Other variables are not automatically created by looper and are specified in a few different places:

DIVCFG config file. Variables that describes settings of a compute environment should go in the DIVCFG file. Any attributes in the activated compute package will be available to populate template variables. For example, the partition attribute is specified in many of our default DIVCFG files; that attribute is used to populate a template {PARTITION} variable. This is what enables pipelines to work in any compute environment, since we have no control over what your partitions are named. You can also use this to change SLURM queues on-the-fly.

pipeline_interface.yaml. Variables that are specific to a pipeline can be defined in the pipeline interface file. Variables in two different sections are available to templates: the compute and resources sections. The difference between the two is that the compute section is common to all samples, while the resources section varies based on sample input size. As an example of a variable pulled from the compute section, we defined in our pipeline_interface.yaml a variable pointing to the singularity or docker image that can be used to run the pipeline, like this:

  singularity_image: /absolute/path/to/images/image

Now, this variable will be available for use in a template as {SINGULARITY_IMAGE}. This makes sense to put in the compute section because it doesn't change for different sizes of input files.

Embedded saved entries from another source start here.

use core::{fmt, iter::FusedIterator, marker::PhantomData};

use crate::collections::DequeLike;

/// Owning iterator over any deque back-end, draining it from both ends.
#[derive(Clone)]
pub struct IntoIter<T, D> {
    inner: D,
    _marker: PhantomData<T>,
}

impl<T, D> IntoIter<T, D> {
    pub(crate) fn new(inner: D) -> Self {
        IntoIter {
            inner,
            _marker: PhantomData,
        }
    }

    /// The deque holding the elements not yet yielded.
    #[inline]
    pub fn into_inner(self) -> D {
        self.inner
    }
}

impl<T, D: fmt::Debug> fmt::Debug for IntoIter<T, D> {
    fn fmt(&self, f: &mut fmt::Formatter<'_>) -> fmt::Result {
        f.debug_tuple("IntoIter").field(&self.inner).finish()
    }
}

impl<T, D: DequeLike<T>> Iterator for IntoIter<T, D> {
    type Item = T;

    #[inline]
    fn next(&mut self) -> Option<T> {
        self.inner.pop_front()
    }

    #[inline]
    fn size_hint(&self) -> (usize, Option<usize>) {
        let len = self.inner.len();
        (len, Some(len))
    }

    #[inline]
    fn count(self) -> usize {
        self.inner.len()
    }

    #[inline]
    fn last(mut self) -> Option<Self::Item> {
        self.inner.pop_back()
    }
}

impl<T, D: DequeLike<T>> DoubleEndedIterator for IntoIter<T, D> {
    #[inline]
    fn next_back(&mut self) -> Option<T> {
        self.inner.pop_back()
    }
}

impl<T, D: DequeLike<T>> FusedIterator for IntoIter<T, D> {}

impl<T, D: DequeLike<T>> ExactSizeIterator for IntoIter<T, D> {
    #[inline]
    fn len(&self) -> usize {
        self.inner.len()
    }
}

This path should probably be absolute, because a relative path will be interpreted as relative to the working directory where your job is executed (not relative to the pipeline interface).

The other pipeline interface section that is available to templates is resources. This section uses a list of resource packages that vary based on sample input size. We use these in existing templates to adjust the amount of resources we need to request from a resource manager like SLURM. For example: {MEM}, {CORES}, and {TIME} are all defined in this section, and they vary for different input file sizes.

Read more about pipeline_interface.yaml here.

project_config.yaml. Finally, project-level variables can also be populated from the compute section of a project config file. We don't recommend using this and it is not yet well documented, but it would enable you to make project-specific compute changes (such as billing a particular project to a particular SLURM resource account).